* **Your objective**: Where does the word "bool" appear in the entries below? Copy each line that holds it.

* **Data section**:
□ □ □

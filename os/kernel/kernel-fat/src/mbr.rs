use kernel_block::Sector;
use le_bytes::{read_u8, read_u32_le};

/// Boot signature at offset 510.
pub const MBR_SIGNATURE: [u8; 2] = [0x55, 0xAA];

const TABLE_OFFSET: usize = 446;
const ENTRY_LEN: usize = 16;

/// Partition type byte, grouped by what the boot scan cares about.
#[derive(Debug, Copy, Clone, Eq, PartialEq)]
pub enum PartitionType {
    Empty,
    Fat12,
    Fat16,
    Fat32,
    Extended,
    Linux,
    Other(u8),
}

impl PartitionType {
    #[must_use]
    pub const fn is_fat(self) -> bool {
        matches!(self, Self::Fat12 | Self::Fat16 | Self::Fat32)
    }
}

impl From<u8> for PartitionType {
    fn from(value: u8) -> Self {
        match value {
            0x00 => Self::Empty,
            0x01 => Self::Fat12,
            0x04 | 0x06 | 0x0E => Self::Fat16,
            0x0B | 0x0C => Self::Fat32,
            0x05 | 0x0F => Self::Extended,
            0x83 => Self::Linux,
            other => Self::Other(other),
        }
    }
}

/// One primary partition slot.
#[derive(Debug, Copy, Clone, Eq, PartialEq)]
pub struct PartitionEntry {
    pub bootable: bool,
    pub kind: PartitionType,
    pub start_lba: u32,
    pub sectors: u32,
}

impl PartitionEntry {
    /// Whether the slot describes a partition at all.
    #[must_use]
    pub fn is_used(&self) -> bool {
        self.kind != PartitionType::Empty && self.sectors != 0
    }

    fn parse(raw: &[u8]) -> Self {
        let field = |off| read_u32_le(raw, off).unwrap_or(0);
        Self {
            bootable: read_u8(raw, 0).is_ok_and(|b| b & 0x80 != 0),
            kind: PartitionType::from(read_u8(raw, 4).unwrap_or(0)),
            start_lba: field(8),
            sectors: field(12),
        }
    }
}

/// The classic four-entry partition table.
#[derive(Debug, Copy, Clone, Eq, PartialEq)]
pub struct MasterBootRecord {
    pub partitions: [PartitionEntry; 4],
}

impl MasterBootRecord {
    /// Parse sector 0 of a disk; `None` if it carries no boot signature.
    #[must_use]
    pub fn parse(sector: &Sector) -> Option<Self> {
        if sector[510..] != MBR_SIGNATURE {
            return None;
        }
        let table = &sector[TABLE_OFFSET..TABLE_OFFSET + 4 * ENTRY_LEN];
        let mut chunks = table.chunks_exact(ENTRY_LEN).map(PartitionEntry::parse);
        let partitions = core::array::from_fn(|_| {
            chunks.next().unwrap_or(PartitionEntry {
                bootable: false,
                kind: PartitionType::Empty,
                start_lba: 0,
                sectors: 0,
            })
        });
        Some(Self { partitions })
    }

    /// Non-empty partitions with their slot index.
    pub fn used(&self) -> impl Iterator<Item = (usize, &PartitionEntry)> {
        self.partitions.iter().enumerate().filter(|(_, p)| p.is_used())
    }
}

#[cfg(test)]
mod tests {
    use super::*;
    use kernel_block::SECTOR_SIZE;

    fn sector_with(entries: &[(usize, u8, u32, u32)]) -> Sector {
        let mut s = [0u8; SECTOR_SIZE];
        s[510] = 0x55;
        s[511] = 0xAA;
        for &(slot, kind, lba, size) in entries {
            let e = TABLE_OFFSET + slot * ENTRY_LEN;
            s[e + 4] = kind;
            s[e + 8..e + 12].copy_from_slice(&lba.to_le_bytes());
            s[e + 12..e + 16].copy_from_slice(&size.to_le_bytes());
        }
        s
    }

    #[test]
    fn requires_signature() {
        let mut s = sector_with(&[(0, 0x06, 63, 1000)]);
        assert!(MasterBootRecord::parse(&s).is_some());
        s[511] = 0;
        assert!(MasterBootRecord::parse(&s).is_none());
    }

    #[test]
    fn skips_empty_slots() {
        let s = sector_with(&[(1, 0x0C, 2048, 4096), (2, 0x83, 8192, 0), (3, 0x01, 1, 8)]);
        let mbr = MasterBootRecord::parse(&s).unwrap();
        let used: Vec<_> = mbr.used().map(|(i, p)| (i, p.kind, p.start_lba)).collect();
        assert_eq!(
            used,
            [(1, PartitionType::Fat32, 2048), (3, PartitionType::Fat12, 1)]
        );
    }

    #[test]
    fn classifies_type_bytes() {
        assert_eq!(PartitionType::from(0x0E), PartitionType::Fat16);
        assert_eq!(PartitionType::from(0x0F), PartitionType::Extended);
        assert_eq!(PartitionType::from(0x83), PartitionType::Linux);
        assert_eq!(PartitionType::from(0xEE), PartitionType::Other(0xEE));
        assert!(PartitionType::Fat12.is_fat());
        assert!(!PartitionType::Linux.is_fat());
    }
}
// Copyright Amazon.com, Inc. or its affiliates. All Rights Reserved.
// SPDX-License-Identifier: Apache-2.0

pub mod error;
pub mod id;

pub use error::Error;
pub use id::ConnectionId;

□ □ □

* **Result for this task**:
    pub const fn is_fat(self) -> bool {
    pub bootable: bool,
    pub fn is_used(&self) -> bool {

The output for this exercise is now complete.